[Stored items]
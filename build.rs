//! Stamps the git revision into the binary for `deck-sheets --version`.

use std::process::Command;

fn git(args: &[&str]) -> Option<String> {
    Command::new("git")
        .args(args)
        .output()
        .ok()
        .filter(|o| o.status.success())
        .map(|o| String::from_utf8_lossy(&o.stdout).trim().to_string())
}

fn main() {
    println!("cargo:rerun-if-changed=.git/HEAD");
    println!("cargo:rerun-if-changed=.git/refs/");

    let hash = git(&["rev-parse", "--short", "HEAD"]).unwrap_or_default();
    let on_tag = git(&["describe", "--exact-match", "--tags", "HEAD"]).is_some();

    println!("cargo:rustc-env=GIT_HASH={hash}");
    println!("cargo:rustc-env=ON_RELEASE_TAG={on_tag}");
}
//! CLI output formatting.
//!
//! # Information-First Display
//!
//! Every entity (deck type, sheet) leads with its positional index and name;
//! file names and sizes follow as indented context lines. The same deck type
//! looks the same in `check` and `generate` output.
//!
//! # Output Format
//!
//! ## Check
//!
//! ```text
//! Dungeon Crawl (dungeon)
//!     Description: A cooperative dungeon crawler
//!
//! Deck types
//! 001 Monster (72 cards, 2 pages)
//!     Backside: backs/monster.png
//!     001 Monster_1_69_10x7.png (69 cards)
//!     002 Monster_2_3_2x2.png (3 cards)
//!
//! 1 deck type, 2 pages, 72 cards
//! ```
//!
//! ## Generate
//!
//! ```text
//! Dungeon Crawl → results/
//! 001 Monster
//!     Backside: backside_Monster_3fa2c1.png
//!     001 Monster_1_69_10x7.png (69 cards, 300x420 px)
//!     002 Monster_2_3_2x2.png (3 cards, 300x420 px)
//! Scene → results/decks.json
//!
//! Generated 1 deck type, 2 pages, 72 cards
//! ```
//!
//! ## Progress
//!
//! Stage changes print as a bare header line, status messages and
//! percentages are indented below it.
//!
//! # Architecture
//!
//! Each output has a `format_*` function (returns `Vec<String>`) for
//! testability and a `print_*` wrapper that writes to stdout. Format
//! functions are pure.

use crate::catalog::GameInfo;
use crate::collector::{DeckArray, DeckType};
use crate::generate::{GenerateReport, PlannedSheet};
use crate::progress::ProgressEvent;

// ============================================================================
// Shared display helpers
// ============================================================================

/// Format a 1-based positional index as 3-digit zero-padded.
fn format_index(pos: usize) -> String {
    format!("{:0>3}", pos)
}

/// Return indentation string: 4 spaces per depth level.
fn indent(depth: usize) -> String {
    "    ".repeat(depth)
}

/// `1 card`, `2 cards`.
fn plural(n: usize, noun: &str) -> String {
    if n == 1 {
        format!("{} {}", n, noun)
    } else {
        format!("{} {}s", n, noun)
    }
}

/// Truncate text to `max` characters, appending `...` if truncated.
fn truncate_desc(text: &str, max: usize) -> String {
    match text.char_indices().nth(max) {
        Some((cut, _)) => format!("{}...", &text[..cut]),
        None => text.to_string(),
    }
}

fn game_header(game: &GameInfo) -> String {
    if game.name.is_empty() || game.name == game.id {
        game.id.clone()
    } else {
        format!("{} ({})", game.name, game.id)
    }
}

fn totals(deck_types: usize, pages: usize, cards: usize) -> String {
    format!(
        "{}, {}, {}",
        plural(deck_types, "deck type"),
        plural(pages, "page"),
        plural(cards, "card")
    )
}

// ============================================================================
// Progress events
// ============================================================================

/// Format a single progress event as display lines.
pub fn format_progress_event(event: &ProgressEvent) -> Vec<String> {
    match event {
        ProgressEvent::Type(stage) => vec![stage.clone()],
        ProgressEvent::Message(message) => vec![format!("{}{}", indent(1), message)],
        ProgressEvent::Progress(percent) => {
            vec![format!("{}{:>3.0}%", indent(1), percent.clamp(0.0, 100.0))]
        }
    }
}

// ============================================================================
// Check output
// ============================================================================

/// Format the deck inventory of a game and the sheets it would produce.
pub fn format_check_output(
    game: &GameInfo,
    decks: &DeckArray,
    plan: &[PlannedSheet],
) -> Vec<String> {
    let mut lines = vec![game_header(game)];
    if !game.description.is_empty() {
        lines.push(format!(
            "{}Description: {}",
            indent(1),
            truncate_desc(&game.description, 60)
        ));
    }
    lines.push(String::new());

    if decks.is_empty() {
        lines.push("No cards found".to_string());
        return lines;
    }

    lines.push("Deck types".to_string());
    for (i, (deck_type, pages)) in decks.iter().enumerate() {
        let cards: usize = pages.iter().map(Vec::len).sum();
        lines.push(format!(
            "{} {} ({}, {})",
            format_index(i + 1),
            deck_type.name,
            plural(cards, "card"),
            plural(pages.len(), "page")
        ));
        lines.push(format!("{}Backside: {}", indent(1), deck_type.backside));
        for sheet in plan.iter().filter(|s| &s.deck_type == deck_type) {
            lines.push(format!(
                "{}{} {} ({})",
                indent(1),
                format_index(sheet.page),
                sheet.file_name,
                plural(sheet.cards, "card")
            ));
        }
    }

    lines.push(String::new());
    lines.push(totals(
        decks.deck_type_count(),
        decks.page_count(),
        decks.total_cards(),
    ));
    lines
}

/// Print check output to stdout.
pub fn print_check_output(game: &GameInfo, decks: &DeckArray, plan: &[PlannedSheet]) {
    for line in format_check_output(game, decks, plan) {
        println!("{}", line);
    }
}

// ============================================================================
// Generate output
// ============================================================================

/// Format the files written by a finished generation run.
pub fn format_generate_report(report: &GenerateReport) -> Vec<String> {
    let mut lines = vec![format!(
        "{} \u{2192} {}/",
        game_header(&report.game),
        report.results_dir.display()
    )];

    let mut position = 0;
    let mut current: Option<&DeckType> = None;
    for sheet in &report.sheets {
        if current != Some(&sheet.deck_type) {
            position += 1;
            current = Some(&sheet.deck_type);
            lines.push(format!("{} {}", format_index(position), sheet.deck_type.name));
            lines.push(format!("{}Backside: {}", indent(1), sheet.backside_file));
        }
        lines.push(format!(
            "{}{} {} ({}, {} px)",
            indent(1),
            format_index(sheet.page),
            sheet.file_name,
            plural(sheet.cards, "card"),
            sheet.card_size
        ));
    }

    lines.push(format!("Scene \u{2192} {}", report.scene_file.display()));
    lines.push(String::new());
    lines.push(format!(
        "Generated {}",
        totals(report.deck_types, report.sheets.len(), report.cards)
    ));
    lines
}

/// Print generate output to stdout.
pub fn print_generate_report(report: &GenerateReport) {
    for line in format_generate_report(report) {
        println!("{}", line);
    }
}

// ============================================================================
// Tests
// ============================================================================

#[cfg(test)]
mod tests {
    use super::*;
    use crate::catalog::CardRef;
    use crate::compose::SheetRecord;
    use crate::generate::plan_sheets;
    use crate::grid::{GridBounds, GridSize};
    use crate::imaging::Dimensions;
    use std::path::PathBuf;

    fn game() -> GameInfo {
        GameInfo {
            id: "dungeon".into(),
            name: "Dungeon Crawl".into(),
            description: "A cooperative dungeon crawler".into(),
        }
    }

    fn card(id: u64) -> CardRef {
        CardRef {
            game_id: "dungeon".into(),
            collection_id: "base".into(),
            deck_id: "monsters".into(),
            card_id: id,
        }
    }

    fn decks(max_cards: usize, count: u64) -> DeckArray {
        let mut decks = DeckArray::new(max_cards);
        let mut monsters = decks.select_deck(DeckType::new("Monster", "backs/monster.png"));
        for id in 1..=count {
            monsters.add_card(card(id));
        }
        decks
    }

    // =========================================================================
    // Helper tests
    // =========================================================================

    #[test]
    fn format_index_pads() {
        assert_eq!(format_index(1), "001");
        assert_eq!(format_index(42), "042");
        assert_eq!(format_index(100), "100");
    }

    #[test]
    fn plural_forms() {
        assert_eq!(plural(1, "card"), "1 card");
        assert_eq!(plural(0, "card"), "0 cards");
        assert_eq!(plural(3, "deck type"), "3 deck types");
    }

    #[test]
    fn truncate_desc_short() {
        assert_eq!(truncate_desc("Short text", 40), "Short text");
    }

    #[test]
    fn truncate_desc_long() {
        let text = "a".repeat(50);
        assert_eq!(truncate_desc(&text, 40), format!("{}...", "a".repeat(40)));
    }

    #[test]
    fn truncate_desc_respects_char_boundaries() {
        assert_eq!(truncate_desc("ééééé", 2), "éé...");
    }

    #[test]
    fn game_header_omits_duplicate_id() {
        let mut g = game();
        assert_eq!(game_header(&g), "Dungeon Crawl (dungeon)");
        g.name = "dungeon".into();
        assert_eq!(game_header(&g), "dungeon");
    }

    // =========================================================================
    // Progress
    // =========================================================================

    #[test]
    fn stage_is_unindented() {
        let lines = format_progress_event(&ProgressEvent::Type("Image generation".into()));
        assert_eq!(lines, vec!["Image generation"]);
    }

    #[test]
    fn message_is_indented() {
        let lines = format_progress_event(&ProgressEvent::Message("Wrote a.png".into()));
        assert_eq!(lines, vec!["    Wrote a.png"]);
    }

    #[test]
    fn percentage_is_rounded_and_clamped() {
        assert_eq!(
            format_progress_event(&ProgressEvent::Progress(33.4)),
            vec!["     33%"]
        );
        assert_eq!(
            format_progress_event(&ProgressEvent::Progress(120.0)),
            vec!["    100%"]
        );
    }

    // =========================================================================
    // Check
    // =========================================================================

    #[test]
    fn check_lists_deck_types_and_sheets() {
        let decks = decks(3, 4);
        let plan = plan_sheets(&decks, &GridBounds::default());
        let lines = format_check_output(&game(), &decks, &plan);

        assert_eq!(lines[0], "Dungeon Crawl (dungeon)");
        assert_eq!(lines[1], "    Description: A cooperative dungeon crawler");
        assert!(lines.contains(&"001 Monster (4 cards, 2 pages)".to_string()));
        assert!(lines.contains(&"    Backside: backs/monster.png".to_string()));
        assert!(lines.contains(&"    001 Monster_1_3_2x2.png (3 cards)".to_string()));
        assert!(lines.contains(&"    002 Monster_2_1_2x2.png (1 card)".to_string()));
        assert_eq!(lines.last().unwrap(), "1 deck type, 2 pages, 4 cards");
    }

    #[test]
    fn check_without_cards() {
        let decks = DeckArray::new(69);
        let lines = format_check_output(&game(), &decks, &[]);
        assert_eq!(lines.last().unwrap(), "No cards found");
    }

    // =========================================================================
    // Generate
    // =========================================================================

    fn sheet(deck_type: &DeckType, page: usize, cards: usize) -> SheetRecord {
        SheetRecord {
            deck_type: deck_type.clone(),
            page,
            cards,
            grid: GridSize {
                columns: 2,
                rows: 2,
            },
            card_size: Dimensions::new(300, 420),
            file_name: format!("{}_{}_{}_2x2.png", deck_type.name, page, cards),
            backside_file: format!("backside_{}_abcdef.png", deck_type.name),
        }
    }

    #[test]
    fn report_groups_sheets_by_deck_type() {
        let hero = DeckType::new("Hero", "h.png");
        let monster = DeckType::new("Monster", "m.png");
        let report = GenerateReport {
            game: game(),
            results_dir: PathBuf::from("results"),
            deck_types: 2,
            cards: 6,
            sheets: vec![sheet(&hero, 1, 2), sheet(&monster, 1, 3), sheet(&monster, 2, 1)],
            scene_file: PathBuf::from("results/decks.json"),
        };
        let lines = format_generate_report(&report);

        assert_eq!(lines[0], "Dungeon Crawl (dungeon) \u{2192} results/");
        assert_eq!(lines[1], "001 Hero");
        assert_eq!(lines[2], "    Backside: backside_Hero_abcdef.png");
        assert_eq!(lines[3], "    001 Hero_1_2_2x2.png (2 cards, 300x420 px)");
        assert_eq!(lines[4], "002 Monster");
        assert_eq!(lines[7], "    002 Monster_2_1_2x2.png (1 card, 300x420 px)");
        assert_eq!(lines[8], "Scene \u{2192} results/decks.json");
        assert_eq!(lines.last().unwrap(), "Generated 2 deck types, 3 pages, 6 cards");
    }
}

→ **Problem to work on**
Tally the lines in these entries that have the string "crawler" in them, then answer with the count and nothing else.

→ **Completed task**
3